Tout au nord, Carthage n’est pas un quartier, c’est un village. Où chacun semble avoir construit sa maison un peu comme il le voulait tout en copiant son voisin.

Ici tout le monde se connaît. L’endroit est un modèle d’espace vécu, on y fait société sitôt franchi le pas de sa porte. Sillonné toute la journée par ses fameux bus blancs et bleus, Carthage est aussi un exemple d’insertion d’un bâti soft dans un décor agreste, à quatre miles de Fountain Square.

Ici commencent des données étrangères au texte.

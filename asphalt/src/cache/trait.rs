//! Region store trait for dependency injection.

use std::time::Duration;

use crate::region::RegionKey;
use crate::road::RegionFeatureCollection;

/// Persistent per-region storage as seen by the coordinator.
///
/// Lookups never fail: corrupt or missing entries read as `None`. Writes are
/// best-effort and report success as a bool.
///
/// # Example
///
/// ```
/// use asphalt::cache::{NoOpStore, RegionStore};
/// use asphalt::region::RegionKey;
///
/// fn show_cached(store: &dyn RegionStore, key: &RegionKey) -> usize {
///     store.get(key).map(|c| c.features.len()).unwrap_or(0)
/// }
///
/// assert_eq!(show_cached(&NoOpStore, &RegionKey::new("opolskie")), 0);
/// ```
pub trait RegionStore: Send + Sync {
    /// Fresh entry for `key`, or `None` when absent, expired or unreadable.
    fn get(&self, key: &RegionKey) -> Option<RegionFeatureCollection>;

    /// Any readable entry for `key` regardless of age, with its age.
    fn get_any(&self, key: &RegionKey) -> Option<(RegionFeatureCollection, Duration)>;

    /// Persist `collection` under `key`. Returns `false` on failure.
    fn set(&self, key: &RegionKey, collection: &RegionFeatureCollection) -> bool;

    /// Drop the entry for `key`, if any.
    fn remove(&self, key: &RegionKey);
}

/// Store that never keeps anything.
#[derive(Debug, Clone, Copy, Default)]
pub struct NoOpStore;

impl RegionStore for NoOpStore {
    fn get(&self, _key: &RegionKey) -> Option<RegionFeatureCollection> {
        None
    }

    fn get_any(&self, _key: &RegionKey) -> Option<(RegionFeatureCollection, Duration)> {
        None
    }

    fn set(&self, _key: &RegionKey, _collection: &RegionFeatureCollection) -> bool {
        true
    }

    fn remove(&self, _key: &RegionKey) {}
}

#[cfg(test)]
mod tests {
    use super::*;

    #[test]
    fn test_noop_store_accepts_but_never_returns() {
        let store = NoOpStore;
        let key = RegionKey::new("opolskie");
        let collection = RegionFeatureCollection::new(key.clone(), Vec::new());

        assert!(store.set(&key, &collection));
        assert!(store.get(&key).is_none());
        assert!(store.get_any(&key).is_none());
    }

    #[test]
    fn test_noop_store_as_trait_object() {
        let store: Box<dyn RegionStore> = Box::new(NoOpStore);
        store.remove(&RegionKey::new("opolskie"));
        assert!(store.get(&RegionKey::new("opolskie")).is_none());
    }
}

C’est à partir de Fairpark Avenue qu’on peut entreprendre ce parcours original qui relie l’essentiel des fresques murales de la ville. On l’ignore mais Cincinnati est une véritable pinacothèque à ciel offert, un livre de pierres. Le street art – ou art public – y a très tôt reçu ses lettres de noblesse. Et tout à cette thématique, le visiteur est à chaque bloc témoin d’une explosion de couleurs. Les peintures occupent parfois toute la hauteur d’immeubles de quatre étages, les portraits gigantesques, les trompe – l’œil, les caricatures géantes se sont emparés de tous les supports que pouvait proposer, bien malgré elle, la ville.

De Saint Bernard à Queensgate, à profusion les œuvres anonymes les plus variées s’exposent ainsi au regard du marcheur. Personnages imaginaires et insolents ou créatures de légendes provoquent, militent, interpellent et colorent rues et places. Ici une petite fille géante arrose un arbre bien réel, là James Brown tord son corps et maltraite son micro.

Plus loin, dix-huit visages monumentaux, bouche ouverte, composent le mur chantant. Un peu plus loin encore, au cœur de la ville, sur un fond arc-en-ciel, Neil Armstrong rappelle qu’il restera à jamais le premier. Et bien à l’honneur, Jim Tarbell, éminent politicien local surnommé sans complexe Monsieur Cincinnati, smoking, écharpe blanche, haut de forme, tout en élégance mais d’un autre siècle, nous adresse en souriant son plus cordial salut.

Cincinnati n'a qu'un défaut, Elvis n'y est pas né.